TILT #32 This is what librarian resistance looks like
Highly regular and highly irregular library liberation
Hello from a friend’s house in Cambridge MA. I am en route home after doing some consulting work and walking around goggle-eyed at the big city. It’s been a nice visit. Lots of links this week.
New Librarian Resistance things you should know about:
- LibrariesResist on Twitter and ALA’s Libraries Respond page
- Refugee Resources for Libraries (make suggestions if you have them, it’s a collaborative project)
- this Trump tweet fact-checker browser add-on
- Excellent PBS Newshour overview on the librarian resistance
Emilio Estevez is working on a movie about public libraries and homelessness. Filmed in Cincinnati Public Library, often at night after business hours, the movie is called The Public. I became aware of it when Mr. Estevez’s people called and asked to use my FBI Has Not Been Here sign (which they learned about from the PBS story or maybe The Mary Sue). I took the occasion of the phone call to also highlight SRRT’s Hunger Homlessness and Povery Task Force and the ALA’s Policy Statement on Library Services to the Poor. If that’s a topic near and dear to you, here’s an article from Slate about how libraries are removing fines considering them a barrier to civic engagement.
The movie is also using Rebecca McCorkindale’s Libraries are for Everyone posters. All of these posters (mine, hers) are maximally shareable, so please feel free to use, reuse repurpose and spread the word.

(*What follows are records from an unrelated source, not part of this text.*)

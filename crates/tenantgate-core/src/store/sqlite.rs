// Copyright (C) 2025 SyncMyOrders Sp. z o.o.
// SPDX-License-Identifier: AGPL-3.0-or-later
//! SQLite-backed record store.
//!
//! Used for embedded/single-node deployments and as the test backend
//! (`sqlite::memory:`).

use std::path::Path;

use async_trait::async_trait;
use chrono::Utc;
use sqlx::SqlitePool;
use sqlx::sqlite::SqlitePoolOptions;
use sqlx::types::Json;

use crate::migrations;
use crate::status::JobStatus;

use super::{
    HistoryRecord, NamespaceRecord, NewHistoryRecord, NewNamespace, NewProvisioningJob,
    ProvisioningJob, RecordStore, Result, StoreError, clamp_history_limit,
};

const JOB_COLUMNS: &str = "id, external_job_id, template_id, template_name, instance_name, \
     customer_id, status, external_status, error_message, created_by, launch_params, \
     created_at, updated_at";

/// SQLite-backed record store.
#[derive(Clone)]
pub struct SqliteRecordStore {
    pool: SqlitePool,
}

impl SqliteRecordStore {
    /// Create a store from an existing, migrated pool.
    pub fn new(pool: SqlitePool) -> Self {
        Self { pool }
    }

    /// Open (or create) a database file and run migrations.
    pub async fn from_path(path: impl AsRef<Path>) -> Result<Self> {
        let path = path.as_ref();

        if let Some(parent) = path.parent()
            && !parent.as_os_str().is_empty()
        {
            std::fs::create_dir_all(parent).map_err(|e| {
                StoreError::Database(sqlx::Error::Configuration(
                    format!("failed to create directory {:?}: {}", parent, e).into(),
                ))
            })?;
        }

        let url = format!("sqlite:{}?mode=rwc", path.to_string_lossy());
        let pool = SqlitePoolOptions::new()
            .max_connections(5)
            .connect(&url)
            .await?;

        migrations::run_sqlite(&pool).await?;
        Ok(Self { pool })
    }

    /// Open a private in-memory database and run migrations.
    ///
    /// A single connection keeps every query on the same database.
    pub async fn in_memory() -> Result<Self> {
        let pool = SqlitePoolOptions::new()
            .max_connections(1)
            .connect("sqlite::memory:")
            .await?;

        migrations::run_sqlite(&pool).await?;
        Ok(Self { pool })
    }

    /// Get the underlying pool.
    pub fn pool(&self) -> &SqlitePool {
        &self.pool
    }
}

#[async_trait]
impl RecordStore for SqliteRecordStore {
    async fn insert_job(&self, job: &NewProvisioningJob) -> Result<ProvisioningJob> {
        let now = Utc::now();
        let record = sqlx::query_as::<_, ProvisioningJob>(&format!(
            r#"
            INSERT INTO provisioning_jobs
                (external_job_id, template_id, template_name, instance_name, customer_id,
                 status, external_status, created_by, launch_params, created_at, updated_at)
            VALUES (?, ?, ?, ?, ?, 'running', 'pending', ?, ?, ?, ?)
            RETURNING {JOB_COLUMNS}
            "#
        ))
        .bind(job.external_job_id)
        .bind(job.template_id)
        .bind(&job.template_name)
        .bind(&job.instance_name)
        .bind(&job.customer_id)
        .bind(&job.created_by)
        .bind(Json(&job.launch_params))
        .bind(now)
        .bind(now)
        .fetch_one(&self.pool)
        .await?;

        Ok(record)
    }

    async fn get_job(&self, id: i64) -> Result<Option<ProvisioningJob>> {
        let record = sqlx::query_as::<_, ProvisioningJob>(&format!(
            "SELECT {JOB_COLUMNS} FROM provisioning_jobs WHERE id = ?"
        ))
        .bind(id)
        .fetch_optional(&self.pool)
        .await?;

        Ok(record)
    }

    async fn get_job_by_external_id(
        &self,
        external_job_id: i64,
    ) -> Result<Option<ProvisioningJob>> {
        let record = sqlx::query_as::<_, ProvisioningJob>(&format!(
            "SELECT {JOB_COLUMNS} FROM provisioning_jobs WHERE external_job_id = ?"
        ))
        .bind(external_job_id)
        .fetch_optional(&self.pool)
        .await?;

        Ok(record)
    }

    async fn find_running_job(
        &self,
        customer_id: &str,
        template_name: &str,
    ) -> Result<Option<ProvisioningJob>> {
        let record = sqlx::query_as::<_, ProvisioningJob>(&format!(
            r#"
            SELECT {JOB_COLUMNS} FROM provisioning_jobs
            WHERE customer_id = ? AND template_name = ? AND status = 'running'
            ORDER BY created_at DESC, id DESC
            LIMIT 1
            "#
        ))
        .bind(customer_id)
        .bind(template_name)
        .fetch_optional(&self.pool)
        .await?;

        Ok(record)
    }

    async fn complete_job_if_running(
        &self,
        id: i64,
        status: JobStatus,
        external_status: &str,
        error_message: Option<&str>,
    ) -> Result<bool> {
        let result = sqlx::query(
            r#"
            UPDATE provisioning_jobs
            SET status = ?, external_status = ?, error_message = ?, updated_at = ?
            WHERE id = ? AND status = 'running'
            "#,
        )
        .bind(status.as_str())
        .bind(external_status)
        .bind(error_message)
        .bind(Utc::now())
        .bind(id)
        .execute(&self.pool)
        .await?;

        Ok(result.rows_affected() > 0)
    }

    async fn list_running_jobs(&self) -> Result<Vec<ProvisioningJob>> {
        let records = sqlx::query_as::<_, ProvisioningJob>(&format!(
            "SELECT {JOB_COLUMNS} FROM provisioning_jobs WHERE status = 'running' ORDER BY id"
        ))
        .fetch_all(&self.pool)
        .await?;

        Ok(records)
    }

    async fn list_jobs_by_customer(&self, customer_id: &str) -> Result<Vec<ProvisioningJob>> {
        let records = sqlx::query_as::<_, ProvisioningJob>(&format!(
            r#"
            SELECT {JOB_COLUMNS} FROM provisioning_jobs
            WHERE customer_id = ?
            ORDER BY created_at DESC, id DESC
            "#
        ))
        .bind(customer_id)
        .fetch_all(&self.pool)
        .await?;

        Ok(records)
    }

    async fn get_namespace(
        &self,
        name: &str,
        customer_id: &str,
    ) -> Result<Option<NamespaceRecord>> {
        let record = sqlx::query_as::<_, NamespaceRecord>(
            r#"
            SELECT id, name, customer_id, created_by, created_at, updated_at
            FROM namespaces
            WHERE name = ? AND customer_id = ?
            "#,
        )
        .bind(name)
        .bind(customer_id)
        .fetch_optional(&self.pool)
        .await?;

        Ok(record)
    }

    async fn insert_namespace(&self, namespace: &NewNamespace) -> Result<NamespaceRecord> {
        let now = Utc::now();
        let record = sqlx::query_as::<_, NamespaceRecord>(
            r#"
            INSERT INTO namespaces (name, customer_id, created_by, created_at, updated_at)
            VALUES (?, ?, ?, ?, ?)
            RETURNING id, name, customer_id, created_by, created_at, updated_at
            "#,
        )
        .bind(&namespace.name)
        .bind(&namespace.customer_id)
        .bind(&namespace.created_by)
        .bind(now)
        .bind(now)
        .fetch_one(&self.pool)
        .await?;

        Ok(record)
    }

    async fn delete_namespace(&self, name: &str, customer_id: &str) -> Result<bool> {
        let result = sqlx::query("DELETE FROM namespaces WHERE name = ? AND customer_id = ?")
            .bind(name)
            .bind(customer_id)
            .execute(&self.pool)
            .await?;

        Ok(result.rows_affected() > 0)
    }

    async fn list_namespaces_by_customer(
        &self,
        customer_id: &str,
    ) -> Result<Vec<NamespaceRecord>> {
        let records = sqlx::query_as::<_, NamespaceRecord>(
            r#"
            SELECT id, name, customer_id, created_by, created_at, updated_at
            FROM namespaces
            WHERE customer_id = ?
            ORDER BY name
            "#,
        )
        .bind(customer_id)
        .fetch_all(&self.pool)
        .await?;

        Ok(records)
    }

    async fn append_history(&self, entry: &NewHistoryRecord) -> Result<()> {
        sqlx::query(
            r#"
            INSERT INTO history
                (customer_id, resource, action, outcome, target, actor, details,
                 error_message, created_at)
            VALUES (?, ?, ?, ?, ?, ?, ?, ?, ?)
            "#,
        )
        .bind(&entry.customer_id)
        .bind(&entry.resource)
        .bind(&entry.action)
        .bind(&entry.outcome)
        .bind(&entry.target)
        .bind(&entry.actor)
        .bind(&entry.details)
        .bind(&entry.error_message)
        .bind(Utc::now())
        .execute(&self.pool)
        .await?;

        Ok(())
    }

    async fn list_history(
        &self,
        customer_id: &str,
        resource: Option<&str>,
        limit: i64,
    ) -> Result<Vec<HistoryRecord>> {
        let records = sqlx::query_as::<_, HistoryRecord>(
            r#"
            SELECT id, customer_id, resource, action, outcome, target, actor, details,
                   error_message, created_at
            FROM history
            WHERE customer_id = ?1 AND (?2 IS NULL OR resource = ?2)
            ORDER BY created_at DESC, id DESC
            LIMIT ?3
            "#,
        )
        .bind(customer_id)
        .bind(resource)
        .bind(clamp_history_limit(limit))
        .fetch_all(&self.pool)
        .await?;

        Ok(records)
    }

    async fn health_check(&self) -> Result<bool> {
        let row: (i64,) = sqlx::query_as("SELECT 1").fetch_one(&self.pool).await?;
        Ok(row.0 == 1)
    }
}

- This Funding for Libraries data tool is a neat way to see where library funding is coming from and going to. Like most grant-funded projects we have this website for at least two years so use the heck out of it!
- I enjoy fiery rhetoric. If you do too, I suggest this essay about Institutional Liberation, specifically liberating libraries and museums.

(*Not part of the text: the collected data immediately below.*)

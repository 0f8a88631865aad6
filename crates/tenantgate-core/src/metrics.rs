// Copyright (C) 2025 SyncMyOrders Sp. z o.o.
// SPDX-License-Identifier: AGPL-3.0-or-later
//! Gateway counters.
//!
//! A [`GatewayMetrics`] is created by the runtime and handed to each service
//! as `Arc<GatewayMetrics>`; there is no process-global registry. Exporters
//! read a [`MetricsSnapshot`].

use std::sync::atomic::{AtomicU64, Ordering};

use serde::Serialize;

/// Monotonic counters for provisioning, monitoring and namespace operations.
#[derive(Debug, Default)]
pub struct GatewayMetrics {
    jobs_launched: AtomicU64,
    launch_failures: AtomicU64,
    launch_conflicts: AtomicU64,
    jobs_completed: AtomicU64,
    jobs_failed: AtomicU64,
    monitor_poll_errors: AtomicU64,
    monitors_cancelled: AtomicU64,
    namespaces_created: AtomicU64,
    namespaces_deleted: AtomicU64,
    namespace_failures: AtomicU64,
    partial_failures: AtomicU64,
    audit_write_failures: AtomicU64,
}

/// Point-in-time copy of [`GatewayMetrics`].
#[derive(Debug, Clone, Default, PartialEq, Eq, Serialize)]
pub struct MetricsSnapshot {
    pub jobs_launched: u64,
    pub launch_failures: u64,
    pub launch_conflicts: u64,
    pub jobs_completed: u64,
    pub jobs_failed: u64,
    pub monitor_poll_errors: u64,
    pub monitors_cancelled: u64,
    pub namespaces_created: u64,
    pub namespaces_deleted: u64,
    pub namespace_failures: u64,
    pub partial_failures: u64,
    pub audit_write_failures: u64,
}

fn bump(counter: &AtomicU64) {
    counter.fetch_add(1, Ordering::Relaxed);
}

impl GatewayMetrics {
    pub fn new() -> Self {
        Self::default()
    }

    pub fn job_launched(&self) {
        bump(&self.jobs_launched);
    }

    pub fn launch_failed(&self) {
        bump(&self.launch_failures);
    }

    pub fn launch_conflict(&self) {
        bump(&self.launch_conflicts);
    }

    pub fn job_completed(&self) {
        bump(&self.jobs_completed);
    }

    pub fn job_failed(&self) {
        bump(&self.jobs_failed);
    }

    pub fn monitor_poll_error(&self) {
        bump(&self.monitor_poll_errors);
    }

    pub fn monitor_cancelled(&self) {
        bump(&self.monitors_cancelled);
    }

    pub fn namespace_created(&self) {
        bump(&self.namespaces_created);
    }

    pub fn namespace_deleted(&self) {
        bump(&self.namespaces_deleted);
    }

    pub fn namespace_failed(&self) {
        bump(&self.namespace_failures);
    }

    /// A two-system operation left one system updated and the other not.
    pub fn partial_failure(&self) {
        bump(&self.partial_failures);
    }

    pub fn audit_write_failed(&self) {
        bump(&self.audit_write_failures);
    }

    /// Read all counters.
    pub fn snapshot(&self) -> MetricsSnapshot {
        let load = |c: &AtomicU64| c.load(Ordering::Relaxed);
        MetricsSnapshot {
            jobs_launched: load(&self.jobs_launched),
            launch_failures: load(&self.launch_failures),
            launch_conflicts: load(&self.launch_conflicts),
            jobs_completed: load(&self.jobs_completed),
            jobs_failed: load(&self.jobs_failed),
            monitor_poll_errors: load(&self.monitor_poll_errors),
            monitors_cancelled: load(&self.monitors_cancelled),
            namespaces_created: load(&self.namespaces_created),
            namespaces_deleted: load(&self.namespaces_deleted),
            namespace_failures: load(&self.namespace_failures),
            partial_failures: load(&self.partial_failures),
            audit_write_failures: load(&self.audit_write_failures),
        }
    }
}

By occupying institutions, identifying allies on the inside, empowering employees, working with whistle-blowers, leveraging legal grey zones, and strategically mobilizing the symbolic power of key constituencies, activist art collectives redeploy the arsenals of power that have already been stored. The institution is liberated.
- EFF writes about the privacy issues involved with learning in the digital age and how school librarians — often the only people “trained as educators, privacy specialists, and technologists” — are helping schools find their way
- This advice for federal employees about how to deal with “off the wall” requests that you may get from people in positions of power is useful for many civic employee librarians.

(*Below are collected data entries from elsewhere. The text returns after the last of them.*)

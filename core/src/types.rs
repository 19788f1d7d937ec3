//! Shared record types for the crime-recovery pipeline.

use serde::{Deserialize, Serialize};

/// Column names imposed on the source table, in order. The CSV itself
/// carries no usable header — the loader discards the first row and
/// applies these names positionally.
pub const COLUMN_NAMES: [&str; 8] = [
    "State_UT",
    "Year",
    "Crime_Category",
    "Sub_Category",
    "Recovered_Cases",
    "Stolen_Cases",
    "Recovered_Value",
    "Stolen_Value",
];

/// Number of columns every source row must have.
pub const COLUMN_COUNT: usize = COLUMN_NAMES.len();

/// One parsed-but-unvalidated source row. `None` marks a missing or
/// unparseable field; the cleaner drops any row containing one.
#[derive(Debug, Clone, PartialEq, Serialize, Deserialize)]
pub struct RawRecord {
    pub state_ut: Option<String>,
    pub year: Option<i64>,
    pub crime_category: Option<String>,
    pub sub_category: Option<String>,
    pub recovered_cases: Option<f64>,
    pub stolen_cases: Option<f64>,
    pub recovered_value: Option<f64>,
    pub stolen_value: Option<f64>,
}

/// One cleaned row. Invariant (enforced by the cleaner, by clamping):
/// `recovered_cases <= stolen_cases` and `recovered_value <= stolen_value`.
#[derive(Debug, Clone, PartialEq, Serialize, Deserialize)]
pub struct CrimeRecord {
    pub state_ut: String,
    pub year: i64,
    pub crime_category: String,
    pub sub_category: String,
    pub recovered_cases: f64,
    pub stolen_cases: f64,
    pub recovered_value: f64,
    pub stolen_value: f64,
}

/// A cleaned row plus its derived training target. Rows the labeling
/// policy keeps out of the training set carry `None` in both fields but
/// still feed every chart and the table view.
#[derive(Debug, Clone, PartialEq, Serialize, Deserialize)]
pub struct LabeledRecord {
    #[serde(flatten)]
    pub record: CrimeRecord,
    pub recovery_rate: Option<f64>,
    pub recovery_label: Option<u8>,
}

/// The (year, state, category) triple a dashboard user selects.
#[derive(Debug, Clone, PartialEq, Serialize, Deserialize)]
pub struct FilterSelection {
    pub year: i64,
    pub state_ut: String,
    pub crime_category: String,
}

What does Librarian of Congress Carla Hayden think the new Register of Copyrights should prioritize? I’m glad you asked. A great short interview by Creative Commons’ Timothy Vollmer.
Creative Commons is also beta testing a nice image search tool. Check it out and give them feedback. It’s nice. If you just want to find free images fast, my Flickr-free tool still mostly works, feel free to use it or make your own with my code.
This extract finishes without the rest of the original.